El taller-museo de Mariano, donde ha impartido las clases, está lleno de relieves luminosos y texturas que el artista ha ido grabando golpe a golpe de cincel. El taller-museo de Mariano, donde ha impartido las clases, está lleno de relieves luminosos y texturas que el artista ha ido grabando golpe a golpe de cincel.

El maestro cincelador Mariano Canfránc transmite su conocimiento a otros artistas

La Concejalía de Cultura del Ayuntamiento de Sigüenza, desde la Escuela Municipal de Arte, puso en marcha este verano un curso de cincelado impartido por el maestro seguntino Mariano Canfránc Lucea. 

El curso comenzó en agosto y finalizó hace unos días. En ese tiempo, sus 8 alumnos pudieron conocer, directamente de la sabiduría y experiencia del artista, las técnicas y los materiales que se utilizan en el cincelado sobre metal, cómo se ejecuta el dibujo sobre metal, los procesos de este trabajo, y lo que es igualmente importante, la dimensión humana de Mariano.

Todos los alumnos eran profesionales en el arte de trabajar la talla en piedra o en madera, el modelado, la cerámica o el metal. Así, la experiencia profesional de cada uno ha adquirido una nueva dimensión, y otra perspectiva, gracias a los conocimientos aprendidos del maestro cincelador en el curso. 
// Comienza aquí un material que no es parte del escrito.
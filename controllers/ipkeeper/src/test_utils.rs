//! Test utilities for unit testing the watcher intake and reconcilers
//!
//! This module provides helpers for creating test data and setting up test scenarios.

use std::collections::BTreeMap;
use std::sync::Arc;

use crds::{GATEWAY_ANNOTATION, IP_POOL_ANNOTATION, OwnerKind, OwnerPod, PoolDeclaration, StaticIP};
use k8s_openapi::api::apps::v1::{Deployment, ReplicaSet};
use k8s_openapi::api::core::v1::Pod;
use k8s_openapi::apimachinery::pkg::apis::meta::v1::{ObjectMeta, OwnerReference};
use kube_runtime::reflector::{self, Store};
use kube_runtime::watcher;
use staticip::{ClusterClientTrait, MockClusterClient, pool};

use crate::reconciler::Reconciler;

pub const TEST_NAMESPACE: &str = "default";
pub const TEST_GATEWAY: &str = "10.0.0.254";

fn owner_ref(kind: &str, name: &str) -> OwnerReference {
    OwnerReference {
        api_version: if kind == "Deployment" || kind == "ReplicaSet" {
            "apps/v1".to_string()
        } else {
            "v1".to_string()
        },
        kind: kind.to_string(),
        name: name.to_string(),
        uid: format!("{name}-uid"),
        controller: Some(true),
        block_owner_deletion: Some(true),
    }
}

/// Helper to create a test Deployment, annotated when `pool` is set
pub fn create_test_deployment(name: &str, pool: Option<&str>, resource_version: &str) -> Deployment {
    let mut annotations = BTreeMap::new();
    if let Some(pool) = pool {
        annotations.insert(IP_POOL_ANNOTATION.to_string(), pool.to_string());
        annotations.insert(GATEWAY_ANNOTATION.to_string(), TEST_GATEWAY.to_string());
    }
    Deployment {
        metadata: ObjectMeta {
            name: Some(name.to_string()),
            namespace: Some(TEST_NAMESPACE.to_string()),
            uid: Some(format!("{name}-uid")),
            resource_version: Some(resource_version.to_string()),
            annotations: Some(annotations),
            ..Default::default()
        },
        ..Default::default()
    }
}

/// Helper to create a test ReplicaSet owned by a Deployment
pub fn create_test_replica_set(name: &str, deployment: &str) -> ReplicaSet {
    ReplicaSet {
        metadata: ObjectMeta {
            name: Some(name.to_string()),
            namespace: Some(TEST_NAMESPACE.to_string()),
            uid: Some(format!("{name}-uid")),
            owner_references: Some(vec![owner_ref("Deployment", deployment)]),
            ..Default::default()
        },
        ..Default::default()
    }
}

/// Helper to create a test Pod with an optional owner of the given kind
pub fn create_test_pod(name: &str, uid: &str, owner: Option<(&str, &str)>) -> Pod {
    Pod {
        metadata: ObjectMeta {
            name: Some(name.to_string()),
            namespace: Some(TEST_NAMESPACE.to_string()),
            uid: Some(uid.to_string()),
            owner_references: owner.map(|(kind, name)| vec![owner_ref(kind, name)]),
            ..Default::default()
        },
        ..Default::default()
    }
}

/// Helper to create a Deployment's StaticIP with the given pods already holding addresses
pub fn create_test_static_ip(deployment: &str, pool: &str, holders: &[&OwnerPod]) -> StaticIP {
    let decl = PoolDeclaration {
        pool: pool.to_string(),
        gateway: TEST_GATEWAY.to_string(),
    };
    let mut sip = pool::new_static_ip(
        TEST_NAMESPACE,
        OwnerKind::Deployment,
        deployment,
        &format!("{deployment}-uid"),
        &decl,
    )
    .expect("valid test pool");
    for holder in holders {
        pool::acquire(&mut sip.spec, holder).expect("test pool has room");
    }
    sip
}

/// Reflector store pre-filled with `deployments`
pub fn deployment_store(deployments: Vec<Deployment>) -> Store<Deployment> {
    let (store, mut writer) = reflector::store();
    for deploy in deployments {
        writer.apply_watcher_event(&watcher::Event::Apply(deploy));
    }
    store
}

/// Reconciler over a mock client and a store holding `deployments`
pub fn create_test_reconciler(client: &MockClusterClient, deployments: Vec<Deployment>) -> Reconciler {
    let cluster: Arc<dyn ClusterClientTrait> = Arc::new(client.clone());
    Reconciler::new(cluster, deployment_store(deployments))
}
Mariano Canfranc Lucea ha dedicado su vida al arte del cincelado.  Su trayectoria ha sido premiada y reconocida en numerosas ocasiones como creadora de una riqueza artística llena de técnicas propias. Su personalísima forma de afrontar la talla del metal ha generado un patrimonio personal, que ha trascendido para convertirse también en patrimonio seguntino. “Sigüenza está orgullosa de su obra, trabajo, talento y reconocimientos”, señala Ana Blasco, concejala de Cultura del Ayuntamiento de Sigüenza. 

El taller-museo de Mariano, donde ha impartido las clases, está lleno de relieves luminosos y texturas que el artista ha ido grabando golpe a golpe de cincel, conformando sus dibujos sobre el metal. “Mariano ha trasladado de una manera sublime la belleza de su interior a sus creaciones artísticas. Verlo trabajar en su taller, y aprender de él, es un placer. Escucharlo, un honor. Este es el sentir de todos los alumnos del curso, y el mío propio”, añade Blasco.

El curso ha favorecido la transmisión del conocimiento del artista a otros jóvenes profesionales, aún en formación. El arte del cincelado se está perdiendo, por lo que “contribuir desde el Ayuntamiento a la transmisión del legado  de Mariano a otras generaciones era una obligación de nuestra Escuela Municipal de Arte”, sigue Blasco. 

El curso ha permitido también un diálogo enriquecedor entre los artistas. Todos ellos, profesor y alumnos, han compartido el mismo objetivo: transmitir este conocimiento, en vía de extinción, a las generaciones venideras y  compartir así el patrimonio. “Este objetivo es una pasión que rondaba en la cabeza de Mariano y, creo que con el curso, lo ha conseguido”, termina Blasco.